Attention then turns to Jong-un and the regime's militaristic approach to rule, touching on the strict prison system and last year's widely-publicized execution of Jong-un's uncle, Jang Song-thaek, and his entire family for treason and an alleged attempt to stage a military coup that would have dethroned Jong-un.

In what is hard to perceive by an outside as anything more than pro-regime propaganda, a number of historic sites and annual military cache demonstrations are in place to assure the North Korean citizens of the government's supposed military prowess. An annual "victory parade" is conducted each year to celebrate The Democratic People's Republic of Korea military victory over the United States and the reunification of North and South Korea.

Still tied together in name, the North and South Koreas have grown apart in many ways under their supposed unified state, with even the languages spoken beginning to drift apart. The filmmakers showcase numerous families with members living on opposite sides of the border that are chosen by lottery and granted three short days to meet family members they have never been permitted to see.

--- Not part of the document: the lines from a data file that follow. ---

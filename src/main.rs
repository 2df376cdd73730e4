mod commands;

use clap::{Parser, Subcommand};
use std::path::PathBuf;

use league::config::config_dir;
use league::logging::init_tracing;
use league::Result;

#[derive(Parser)]
#[command(name = "league")]
#[command(version, about = "Billing for basketball league programs", long_about = None)]
struct Cli {
    /// Path to config directory (default: ~/.league or XDG config)
    #[arg(short = 'C', long, global = true)]
    config_dir: Option<PathBuf>,

    /// Log more (-v info, -vv debug); LEAGUE_LOG overrides
    #[arg(short, long, global = true, action = clap::ArgAction::Count)]
    verbose: u8,

    #[command(subcommand)]
    command: Commands,
}

#[derive(Subcommand)]
enum Commands {
    /// Initialize config directory with a template config.toml
    Init,

    /// Show league billing summary
    Status,

    /// Build, send and settle invoices
    Invoice {
        #[command(subcommand)]
        command: InvoiceCommand,
    },

    /// Installment payment plans
    Plan {
        #[command(subcommand)]
        command: PlanCommand,
    },

    /// Affiliate applications, commissions and payouts
    Affiliate {
        #[command(subcommand)]
        command: AffiliateCommand,
    },

    /// Talk to the league's admin API
    Remote {
        #[command(subcommand)]
        command: RemoteCommand,
    },
}

#[derive(Subcommand)]
pub enum InvoiceCommand {
    /// Create a draft invoice
    Create {
        /// Member or family being billed
        #[arg(short, long)]
        bill_to: String,

        /// Line items in format "name:amount[:quantity]" (can be repeated)
        #[arg(short, long, value_name = "NAME:AMOUNT[:QTY]")]
        item: Vec<String>,

        /// Tax rate in percent (default: billing.tax_rate)
        #[arg(long)]
        tax: Option<String>,

        /// Issue date (default: today)
        #[arg(long)]
        issued: Option<String>,

        /// Due date (default: issue date + billing.due_days)
        #[arg(long)]
        due: Option<String>,

        #[arg(long)]
        notes: Option<String>,

        /// Send immediately instead of leaving it as a draft
        #[arg(long)]
        send: bool,
    },

    /// List invoices, newest first
    List {
        /// Only show invoices with this status
        #[arg(short, long)]
        status: Option<String>,

        /// Number of invoices to show (default: all)
        #[arg(short, long)]
        limit: Option<usize>,
    },

    /// Show one invoice with its line items
    Show {
        /// Invoice number or index from 'list' (e.g., 1 or INV-2026-0001)
        invoice: String,

        /// Print as JSON
        #[arg(long)]
        json: bool,
    },

    /// Mark a draft invoice as sent
    Send { invoice: String },

    /// Mark a sent or overdue invoice as paid
    Pay {
        invoice: String,

        /// Payment date (default: today)
        #[arg(long)]
        date: Option<String>,
    },

    /// Cancel an unpaid invoice
    Cancel { invoice: String },

    /// Delete a draft invoice
    Delete { invoice: String },
}

#[derive(Subcommand)]
pub enum PlanCommand {
    /// Create a payment plan and its installment schedule
    Create {
        #[arg(short, long)]
        member: String,

        /// Total amount to be paid over the plan
        #[arg(short, long)]
        total: String,

        /// Number of installments (2-12)
        #[arg(short = 'n', long)]
        installments: u32,

        /// weekly, bi-weekly or monthly
        #[arg(short, long, default_value = "monthly")]
        frequency: String,

        /// First payment date (default: today)
        #[arg(long)]
        first_date: Option<String>,

        #[arg(short, long)]
        description: Option<String>,
    },

    /// List payment plans
    List,

    /// Show a plan's installment schedule
    Show {
        id: u32,

        /// Print as JSON
        #[arg(long)]
        json: bool,
    },

    /// Mark an installment transaction as paid
    Pay {
        /// Transaction id from 'plan show'
        transaction: u32,

        /// Payment date (default: today)
        #[arg(long)]
        date: Option<String>,
    },

    /// Cancel a payment plan
    Cancel { id: u32 },

    /// Default plans with installments past the grace period
    Assess {
        /// Assess as of this date (default: today)
        #[arg(long)]
        date: Option<String>,
    },
}

#[derive(Subcommand)]
pub enum AffiliateCommand {
    /// Record a new affiliate application
    Apply {
        #[arg(short, long)]
        name: String,

        #[arg(short, long)]
        email: String,

        /// Commission rate in percent (default: affiliates.commission_rate)
        #[arg(long)]
        rate: Option<String>,
    },

    /// List affiliates and their balances
    List,

    /// Approve a pending application
    Approve { id: u32 },

    /// Reject a pending application
    Reject {
        id: u32,

        #[arg(long)]
        reason: Option<String>,
    },

    /// Record commission on a referred registration
    Commission {
        id: u32,

        /// Sale or registration amount
        #[arg(short, long)]
        amount: String,

        /// Registration reference
        #[arg(short, long)]
        reference: String,

        #[arg(long)]
        date: Option<String>,
    },

    /// Pay out pending commissions at or above the minimum
    Payouts {
        #[arg(long)]
        date: Option<String>,
    },
}

#[derive(Subcommand)]
pub enum RemoteCommand {
    /// List invoices on the server
    Invoices,

    /// Upload a local invoice
    PushInvoice { invoice: String },

    /// Set an invoice's status on the server
    InvoiceStatus { id: String, status: String },

    /// List payment plans on the server
    Plans,

    /// Upload a local payment plan
    PushPlan { id: u32 },

    /// List a plan's transactions on the server
    Transactions { plan: u32 },

    /// Mark a plan transaction paid on the server
    MarkPaid { transaction: u32 },

    /// List affiliate applications on the server
    Applications,

    /// Approve an affiliate application on the server
    Approve { id: u32 },

    /// Reject an affiliate application on the server
    Reject {
        id: u32,

        #[arg(long)]
        reason: Option<String>,
    },

    /// Run affiliate payouts on the server
    Payouts,
}

fn main() {
    if let Err(e) = run() {
        eprintln!("Error: {e}");
        std::process::exit(1);
    }
}

fn run() -> Result<()> {
    let cli = Cli::parse();
    init_tracing(cli.verbose);

    // Determine config directory
    let cfg_dir = match cli.config_dir {
        Some(p) => p,
        None => config_dir()?,
    };

    match cli.command {
        Commands::Init => commands::setup::cmd_init(&cfg_dir),
        Commands::Status => commands::setup::cmd_status(&cfg_dir),
        Commands::Invoice { command } => commands::invoice::run(&cfg_dir, command),
        Commands::Plan { command } => commands::plan::run(&cfg_dir, command),
        Commands::Affiliate { command } => commands::affiliate::run(&cfg_dir, command),
        Commands::Remote { command } => commands::remote::run(&cfg_dir, command),
    }
}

In a supposed demilitarized zone on the North Korean side of the border, we speak with Kim Chang Yun, a colonel in the Korean People's Army, about a five-meter high wall on the Korean side of the border that was completed in 1979. He claims the wall is a symbol of efforts by the United States and the South to prevent unification of the two sides. His viewpoints mirror that of the sheltered citizens, one that accepts a false self-reliant utopia crippled by a controlling government willingly deceiving and exploiting a people that have been brainwashed from birth to not question that authority.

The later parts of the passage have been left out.